** Opening Material provided block **
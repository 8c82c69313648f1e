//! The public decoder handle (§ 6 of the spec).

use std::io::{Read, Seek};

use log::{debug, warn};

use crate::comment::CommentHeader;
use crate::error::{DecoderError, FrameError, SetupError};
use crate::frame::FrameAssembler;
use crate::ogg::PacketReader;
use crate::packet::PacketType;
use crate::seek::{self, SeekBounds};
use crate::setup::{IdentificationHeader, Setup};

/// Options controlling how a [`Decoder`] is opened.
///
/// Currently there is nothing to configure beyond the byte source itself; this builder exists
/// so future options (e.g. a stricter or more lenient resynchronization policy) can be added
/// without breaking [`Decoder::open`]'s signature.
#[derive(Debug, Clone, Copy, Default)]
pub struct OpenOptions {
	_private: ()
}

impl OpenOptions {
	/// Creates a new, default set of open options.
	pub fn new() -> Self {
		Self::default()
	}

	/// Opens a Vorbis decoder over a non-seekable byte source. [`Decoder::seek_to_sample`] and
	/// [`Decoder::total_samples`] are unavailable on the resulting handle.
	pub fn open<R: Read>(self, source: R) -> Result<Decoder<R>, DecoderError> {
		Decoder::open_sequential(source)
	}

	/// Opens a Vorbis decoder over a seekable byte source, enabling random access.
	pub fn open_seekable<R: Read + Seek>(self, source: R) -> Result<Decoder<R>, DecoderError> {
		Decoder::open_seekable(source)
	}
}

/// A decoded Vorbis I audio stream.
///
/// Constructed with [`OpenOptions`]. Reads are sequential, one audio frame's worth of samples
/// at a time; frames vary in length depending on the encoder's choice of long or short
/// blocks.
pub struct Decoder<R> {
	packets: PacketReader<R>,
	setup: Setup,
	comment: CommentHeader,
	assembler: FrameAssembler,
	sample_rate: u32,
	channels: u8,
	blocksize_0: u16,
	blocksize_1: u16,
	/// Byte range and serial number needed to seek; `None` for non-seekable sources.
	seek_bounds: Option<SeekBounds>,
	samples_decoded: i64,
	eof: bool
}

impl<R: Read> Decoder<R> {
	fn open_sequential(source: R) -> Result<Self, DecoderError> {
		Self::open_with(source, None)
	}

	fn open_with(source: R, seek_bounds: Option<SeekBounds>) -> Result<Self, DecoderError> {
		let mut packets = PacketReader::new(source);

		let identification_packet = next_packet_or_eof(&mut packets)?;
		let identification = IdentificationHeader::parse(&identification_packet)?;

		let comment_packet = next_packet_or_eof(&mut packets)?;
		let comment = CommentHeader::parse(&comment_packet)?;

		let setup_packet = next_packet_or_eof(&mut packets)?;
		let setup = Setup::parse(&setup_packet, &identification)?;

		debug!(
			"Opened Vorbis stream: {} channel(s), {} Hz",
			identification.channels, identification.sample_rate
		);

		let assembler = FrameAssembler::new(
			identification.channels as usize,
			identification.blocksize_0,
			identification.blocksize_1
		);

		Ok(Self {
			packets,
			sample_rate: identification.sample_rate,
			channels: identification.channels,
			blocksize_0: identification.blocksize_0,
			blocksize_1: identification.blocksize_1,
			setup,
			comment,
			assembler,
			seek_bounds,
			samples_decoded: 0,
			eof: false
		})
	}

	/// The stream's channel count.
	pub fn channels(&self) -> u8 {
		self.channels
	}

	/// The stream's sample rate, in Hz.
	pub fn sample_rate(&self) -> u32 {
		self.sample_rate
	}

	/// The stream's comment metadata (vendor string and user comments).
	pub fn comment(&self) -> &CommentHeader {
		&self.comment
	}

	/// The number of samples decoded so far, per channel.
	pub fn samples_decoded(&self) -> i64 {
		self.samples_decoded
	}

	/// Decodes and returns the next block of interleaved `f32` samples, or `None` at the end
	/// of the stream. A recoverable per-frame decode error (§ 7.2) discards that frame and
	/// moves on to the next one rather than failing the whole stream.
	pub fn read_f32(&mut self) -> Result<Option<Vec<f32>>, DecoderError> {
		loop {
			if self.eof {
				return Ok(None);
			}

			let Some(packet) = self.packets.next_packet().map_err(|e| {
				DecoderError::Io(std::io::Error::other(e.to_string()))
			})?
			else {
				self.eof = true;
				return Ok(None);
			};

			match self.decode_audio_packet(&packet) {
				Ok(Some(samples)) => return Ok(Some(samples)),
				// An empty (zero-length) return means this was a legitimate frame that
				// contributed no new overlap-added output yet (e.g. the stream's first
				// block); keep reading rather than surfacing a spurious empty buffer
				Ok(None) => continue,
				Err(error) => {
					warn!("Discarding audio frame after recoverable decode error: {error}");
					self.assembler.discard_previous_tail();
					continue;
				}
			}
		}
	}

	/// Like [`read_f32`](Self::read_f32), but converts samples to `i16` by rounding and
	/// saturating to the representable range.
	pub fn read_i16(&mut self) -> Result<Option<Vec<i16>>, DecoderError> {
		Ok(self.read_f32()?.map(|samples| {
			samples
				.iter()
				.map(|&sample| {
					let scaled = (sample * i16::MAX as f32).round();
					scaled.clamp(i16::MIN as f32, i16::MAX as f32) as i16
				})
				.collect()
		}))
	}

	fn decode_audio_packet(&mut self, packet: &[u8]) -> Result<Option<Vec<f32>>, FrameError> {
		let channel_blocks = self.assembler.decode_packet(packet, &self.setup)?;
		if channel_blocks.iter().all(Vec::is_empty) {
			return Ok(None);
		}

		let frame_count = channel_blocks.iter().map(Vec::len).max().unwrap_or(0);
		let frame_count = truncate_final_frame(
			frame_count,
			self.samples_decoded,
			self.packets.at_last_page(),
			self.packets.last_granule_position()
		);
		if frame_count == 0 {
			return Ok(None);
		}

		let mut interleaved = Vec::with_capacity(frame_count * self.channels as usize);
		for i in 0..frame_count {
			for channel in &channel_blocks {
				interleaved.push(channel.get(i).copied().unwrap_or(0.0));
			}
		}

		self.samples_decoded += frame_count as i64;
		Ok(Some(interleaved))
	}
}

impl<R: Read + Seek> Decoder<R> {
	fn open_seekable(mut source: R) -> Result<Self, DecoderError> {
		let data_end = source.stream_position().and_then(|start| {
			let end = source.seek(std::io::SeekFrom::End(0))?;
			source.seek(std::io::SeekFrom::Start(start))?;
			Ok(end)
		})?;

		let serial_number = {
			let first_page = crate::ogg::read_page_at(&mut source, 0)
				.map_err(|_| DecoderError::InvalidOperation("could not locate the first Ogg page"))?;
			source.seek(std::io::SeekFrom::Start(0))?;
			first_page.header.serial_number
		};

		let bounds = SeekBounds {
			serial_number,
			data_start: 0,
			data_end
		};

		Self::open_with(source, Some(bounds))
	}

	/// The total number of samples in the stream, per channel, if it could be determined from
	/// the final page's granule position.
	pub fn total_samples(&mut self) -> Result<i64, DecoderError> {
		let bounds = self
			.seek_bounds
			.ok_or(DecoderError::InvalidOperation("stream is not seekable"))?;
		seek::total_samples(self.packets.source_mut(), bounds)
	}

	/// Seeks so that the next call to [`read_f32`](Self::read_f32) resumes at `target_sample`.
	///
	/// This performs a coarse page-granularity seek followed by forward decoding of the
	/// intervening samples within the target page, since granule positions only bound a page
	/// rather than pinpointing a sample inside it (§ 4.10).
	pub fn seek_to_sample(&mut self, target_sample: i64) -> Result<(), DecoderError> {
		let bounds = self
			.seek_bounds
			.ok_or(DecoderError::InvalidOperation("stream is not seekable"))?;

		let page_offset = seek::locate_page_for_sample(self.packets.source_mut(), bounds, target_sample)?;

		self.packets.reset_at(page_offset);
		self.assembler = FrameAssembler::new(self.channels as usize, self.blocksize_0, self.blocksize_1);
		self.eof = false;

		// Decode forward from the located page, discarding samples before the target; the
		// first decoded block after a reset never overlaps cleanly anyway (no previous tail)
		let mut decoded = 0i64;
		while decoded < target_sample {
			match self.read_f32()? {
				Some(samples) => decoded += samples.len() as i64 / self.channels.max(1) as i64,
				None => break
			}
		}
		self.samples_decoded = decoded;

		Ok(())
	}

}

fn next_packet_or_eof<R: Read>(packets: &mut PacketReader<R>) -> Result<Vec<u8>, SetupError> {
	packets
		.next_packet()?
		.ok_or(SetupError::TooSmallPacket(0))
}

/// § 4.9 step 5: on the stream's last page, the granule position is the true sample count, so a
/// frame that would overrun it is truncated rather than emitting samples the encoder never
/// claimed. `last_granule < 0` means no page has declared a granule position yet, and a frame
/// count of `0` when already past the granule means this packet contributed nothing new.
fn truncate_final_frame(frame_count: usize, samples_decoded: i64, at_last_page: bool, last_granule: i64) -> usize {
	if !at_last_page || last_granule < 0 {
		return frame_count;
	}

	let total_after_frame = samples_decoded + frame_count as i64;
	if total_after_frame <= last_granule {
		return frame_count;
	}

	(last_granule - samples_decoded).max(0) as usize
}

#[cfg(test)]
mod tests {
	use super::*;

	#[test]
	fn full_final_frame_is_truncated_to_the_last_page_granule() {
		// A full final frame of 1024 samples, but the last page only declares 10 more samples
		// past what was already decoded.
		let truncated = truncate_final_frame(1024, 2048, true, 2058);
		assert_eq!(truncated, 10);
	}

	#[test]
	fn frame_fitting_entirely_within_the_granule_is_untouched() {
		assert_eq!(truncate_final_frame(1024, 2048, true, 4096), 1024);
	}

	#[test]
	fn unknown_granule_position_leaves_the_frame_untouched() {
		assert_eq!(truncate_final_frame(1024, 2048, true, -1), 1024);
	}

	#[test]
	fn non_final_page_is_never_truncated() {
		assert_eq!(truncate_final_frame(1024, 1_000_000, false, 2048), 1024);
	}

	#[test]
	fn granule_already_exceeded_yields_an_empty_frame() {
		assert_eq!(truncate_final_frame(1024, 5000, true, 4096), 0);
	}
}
** Closing Material provided block **
Problem description
Wherever a line above contains "bool", copy that line.

Expected answer
	eof: bool
fn truncate_final_frame(frame_count: usize, samples_decoded: i64, at_last_page: bool, last_granule: i64) -> usize {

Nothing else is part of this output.